The Enneagram is a personality framework that has a rich history and can be instrumental in self-reflection and relationships. After you answer the questionnaire, you are matched with one of nine numbers representing your basic personality type. Now, you may think that people are far too unique to fit into only nine categories, however the Enneagram is simply an outline that points to the infinite variations and layers that accompany each number.
Today, people often take the test and let the number they receive be the final verdict. “Well, I’m a 2 so that’s just the way I am,” is a commonly heard excuse for any attributes that the number may carry. Unfortunately, this kind of mindset limits just how insightful the Enneagram can be.
Grit, Grind, Grace, and Growth
In her book “The Complete Enneagram: 27 Paths to Greater Self-Knowledge,” Beatrice Chestnut explores the work that the Enneagram invites us to do:
“The path from observing your passion to finding its antidote is not exactly the same for each of the subtypes. The path of conscious self-work has been characterized in terms of ‘grit, grind, and grace:’ the ‘grit’ of our personality habits, the ‘grind’ of our efforts to grow, and the ‘grace’ that comes to us when we strive to be more aware of ourselves, to develop ourselves, and work toward our virtues in positive and healthy ways. ...each subtype has to grind, or exert effort, against something slightly different. This insight is one of the great benefits of understanding the three distinct subtypes of each of the nine types.”
The Enneagram numbers are there for us to not just understand ourselves, but also to grow. The grit and grind involves looking at the hard parts of ourselves that we don’t want to see. It means peeling back the layers and seeing the unconscious motivations that we may not even be aware of that are driving our behaviors.

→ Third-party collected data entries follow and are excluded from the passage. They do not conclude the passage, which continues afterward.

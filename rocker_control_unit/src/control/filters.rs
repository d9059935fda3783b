//! Encoder velocity mean filter.
//!
//! Moving average over `depth = max(1, EncVMeanFilter)` samples (at most
//! `MAX_VMEAN_DEPTH`). One sample is taken every `max(1, EncVMeanInt / depth)`
//! ticks so the window spans roughly `EncVMeanInt` ticks. The first call
//! always samples.

use rocker_common::consts::MAX_VMEAN_DEPTH;

/// Ring buffer state of the mean filter.
#[derive(Debug, Clone, Copy)]
pub struct VelocityMean {
    buf: [i32; MAX_VMEAN_DEPTH],
    /// Next write position.
    head: usize,
    /// Valid samples.
    len: usize,
    /// Depth the buffer was filled with.
    depth: usize,
    sum: i64,
    /// Ticks until the next sample.
    countdown: u32,
}

impl Default for VelocityMean {
    fn default() -> Self {
        Self {
            buf: [0; MAX_VMEAN_DEPTH],
            head: 0,
            len: 0,
            depth: 1,
            sum: 0,
            countdown: 0,
        }
    }
}

impl VelocityMean {
    /// Reset filter state to zero.
    #[inline]
    pub fn reset(&mut self) {
        *self = Self::default();
    }

    /// Feed the current velocity; returns the mean after this tick.
    pub fn update(&mut self, velocity: i32, filter: u8, interval: u16) -> i32 {
        let depth = (filter as usize).clamp(1, MAX_VMEAN_DEPTH);
        if depth != self.depth {
            self.reset();
            self.depth = depth;
        }
        if self.countdown == 0 {
            self.push(velocity);
            self.countdown = (interval as u32 / depth as u32).max(1);
        }
        self.countdown -= 1;
        self.mean()
    }

    /// Current mean (0 before the first sample).
    #[inline]
    pub fn mean(&self) -> i32 {
        if self.len == 0 {
            0
        } else {
            (self.sum / self.len as i64) as i32
        }
    }

    fn push(&mut self, v: i32) {
        if self.len == self.depth {
            self.sum -= self.buf[self.head] as i64;
        } else {
            self.len += 1;
        }
        self.buf[self.head] = v;
        self.sum += v as i64;
        self.head = (self.head + 1) % self.depth;
    }
}
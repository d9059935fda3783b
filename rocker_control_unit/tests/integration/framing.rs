//! Integration test: receive queue, per-tick batch bound, heartbeat, CAN.

use rocker_common::consts::{FRAME_QUEUE_SLOTS, HEARTBEAT_PERIOD, MAX_FRAMES_PER_TICK};
use rocker_common::protocol::{BusFrame, Datagram, Instruction, Status};

use rocker_control_unit::config::ConfigStore;
use rocker_control_unit::transport::FrameQueue;

use super::rig::Rig;

#[test]
fn overflow_drops_newest_frames() {
    let mut rig = Rig::defaults();
    let capacity = FrameQueue::<Datagram>::capacity();
    let extra = 5;
    for value in 0..(capacity + extra) as i32 {
        rig.send_unchecked(Instruction::MotorStop, value);
    }
    assert_eq!(rig.scheduler.transport().pending(), capacity);

    let mut reports = Vec::new();
    while rig.scheduler.transport().pending() > 0 {
        reports.push(rig.step());
    }
    assert_eq!(reports.last().map(|r| r.queue_dropped), Some(extra as u32));

    let values: Vec<i32> = rig.replies().iter().map(|r| r.value).collect();
    assert_eq!(values, (0..capacity as i32).collect::<Vec<_>>());
    assert_eq!(rig.scheduler.totals().queue_dropped, extra as u32);
}

#[test]
fn at_most_a_batch_per_tick() {
    let mut rig = Rig::defaults();
    let total = MAX_FRAMES_PER_TICK + 3;
    assert!(total < FRAME_QUEUE_SLOTS);
    for value in 0..total as i32 {
        rig.send(Instruction::GetAxisParameter, 6, 0, value);
    }

    let first = rig.step();
    assert_eq!(first.received as usize, MAX_FRAMES_PER_TICK);
    assert_eq!(first.replies as usize, MAX_FRAMES_PER_TICK);
    assert_eq!(rig.scheduler.transport().pending(), 3);

    let second = rig.step();
    assert_eq!(second.replies, 3);
    assert_eq!(rig.step().received, 0);
    assert!(rig.replies().iter().all(|r| r.status == Status::Ok));
}

#[test]
fn heartbeat_toggles_after_period() {
    let mut rig = Rig::defaults();
    let reports = rig.run(HEARTBEAT_PERIOD);
    assert!(reports.iter().all(|r| !r.heartbeat));
    assert!(rig.step().heartbeat);
    assert_eq!(rig.scheduler.heartbeat().toggles, 1);

    let reports = rig.run(HEARTBEAT_PERIOD + 1);
    assert_eq!(reports.iter().filter(|r| r.heartbeat).count(), 1);
    assert!(reports.last().is_some_and(|r| r.heartbeat));
    assert_eq!(rig.scheduler.heartbeat().toggles, 2);
}

#[test]
fn heartbeat_survives_timer_wrap() {
    let mut rig: Rig<Datagram> = Rig::starting_at(ConfigStore::default(), u32::MAX - 100);
    let reports = rig.run(HEARTBEAT_PERIOD + 1);
    assert_eq!(reports.iter().filter(|r| r.heartbeat).count(), 1);
    assert!(rig.clock_now() < 1000);
}

#[test]
fn can_frames_are_filtered_by_id() {
    let mut rig: Rig<BusFrame> = Rig::new(ConfigStore::default());
    let gap_run_current = BusFrame::request(1, Instruction::GetAxisParameter as u8, 6, 0, 0);

    rig.push(gap_run_current);
    rig.push(BusFrame { id: 3, ..gap_run_current });
    rig.push(BusFrame { remote: true, ..gap_run_current });
    rig.push(BusFrame { len: 6, ..gap_run_current });
    rig.push(BusFrame { extended: true, ..gap_run_current });

    let report = rig.step();
    assert_eq!(report.received, 5);
    assert_eq!(report.rejected, 4);
    assert_eq!(report.replies, 1);

    let sent = rig.take_sent();
    assert_eq!(sent.len(), 1);
    assert_eq!(sent[0].id, 2);
    assert_eq!(sent[0].len, 8);
    let reply = sent[0].parse_reply().unwrap();
    assert_eq!(reply.status, Status::Ok);
    assert_eq!(reply.value, 128);
    assert_eq!(reply.host_address, 2);
}

#[test]
fn can_secondary_id_is_accepted() {
    let mut rig: Rig<BusFrame> = Rig::new(ConfigStore::default());
    let set_secondary = BusFrame::request(1, Instruction::SetGlobalParameter as u8, 72, 0, 0x40);
    rig.push(set_secondary);
    rig.step();
    assert_eq!(rig.take_sent().len(), 1);

    rig.push(BusFrame::request(0x40, Instruction::GetVersion as u8, 1, 0, 0));
    assert_eq!(rig.step().replies, 1);
}
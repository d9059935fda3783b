//! System-wide constants for the rocker workspace.
//!
//! Single source of truth for all numeric limits and timing defaults.

use static_assertions::const_assert;

/// Maximum number of axes a module can drive.
pub const MAX_AXES: usize = 4;

/// Axis count of the stock single-axis module.
pub const DEFAULT_AXIS_COUNT: u8 = 1;

/// Default scheduler tick period [timer units, 1 unit = 1 ms].
pub const DEFAULT_TICK_PERIOD: u32 = 1;

/// Heartbeat toggles once more than this many timer units elapsed.
pub const HEARTBEAT_PERIOD: u32 = 1000;

/// Upper bound of inbound frames handled in a single tick.
pub const MAX_FRAMES_PER_TICK: usize = 8;

/// Storage slots of the inbound hand-off queue (one slot stays free).
pub const FRAME_QUEUE_SLOTS: usize = 16;

/// Largest velocity magnitude accepted by ROTATE and the velocity parameters.
pub const MAX_VELOCITY: i32 = 8_388_096;

/// Largest acceleration/deceleration value.
pub const MAX_ACCELERATION: i32 = 16_777_215;

/// Key that must accompany a restore-defaults request.
pub const RESTORE_DEFAULTS_KEY: i32 = 1234;

/// Module type and firmware version as reported in text form (ASCII).
pub const VERSION_STRING: [u8; 8] = *b"1111V101";

/// Binary version: module type in the upper 16 bits, major.minor below.
pub const VERSION_BINARY: i32 = (1111 << 16) | (1 << 8) | 1;

/// Depth limit of the encoder velocity mean filter.
pub const MAX_VMEAN_DEPTH: usize = 32;

/// Default configuration file consulted by the simulation runner.
pub const DEFAULT_CONFIG_PATH: &str = "config/rocker.toml";

const_assert!(MAX_AXES > 0 && MAX_AXES <= u8::MAX as usize);
const_assert!(MAX_FRAMES_PER_TICK < FRAME_QUEUE_SLOTS);
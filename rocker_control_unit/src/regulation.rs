//! Drive current and load supervision.
//!
//! coolStep current scaler and the stall comparator. Both consume the same
//! per-tick load sample.

pub mod coolstep;
pub mod stall;
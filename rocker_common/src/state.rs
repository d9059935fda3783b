//! Closed-loop state enum.
//!
//! `#[repr(u8)]` so the value can be reported directly through GAP 219.

use serde::{Deserialize, Serialize};

/// Per-axis closed-loop corrector state.
///
/// `Fault` is latched and exits only through an explicit re-enable.
#[derive(Debug, Clone, Copy, PartialEq, Eq, Hash, Serialize, Deserialize, Default)]
#[repr(u8)]
pub enum ClosedLoopState {
    /// Drive disabled, no correction.
    Disabled = 0,
    /// Trajectory passed through, deviation still monitored.
    #[default]
    OpenLoop = 1,
    /// Correction active.
    Tracking = 2,
    /// Deviation exceeded, correction suspended.
    Fault = 3,
}

impl ClosedLoopState {
    /// Convert from raw `u8`. Returns `None` for invalid values.
    #[inline]
    pub const fn from_u8(value: u8) -> Option<Self> {
        match value {
            0 => Some(Self::Disabled),
            1 => Some(Self::OpenLoop),
            2 => Some(Self::Tracking),
            3 => Some(Self::Fault),
            _ => None,
        }
    }

    /// Correction output is produced in this state.
    #[inline]
    pub const fn is_correcting(self) -> bool {
        matches!(self, Self::Tracking)
    }
}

Not only is this an opportunity to acknowledge our need for growth, but a way to actually push toward that growth in a very real way. The grace part is where we realize who we are and give ourselves the grace to accept ourselves on our journey.
Understanding Ourselves and Others
The beauty of the Enneagram is that it looks at the reasons behind our actions and develops a framework of our personality. On the surface, our actions may be the same, but the internal why and motivation behind our fears and desires is what defines our Enneagram number.
For example, when I was growing up, I learned that if I just kept my opinions, wants, and desires to myself, there was much less conflict in my life. Now, I understand that this personality trait is not who I am, but rather a habit that I adopted to decrease anxiety in my life. Through the Enneagram, I am able to see this framework of my personality as a jumping off point from which I can grow, rather than define who I am.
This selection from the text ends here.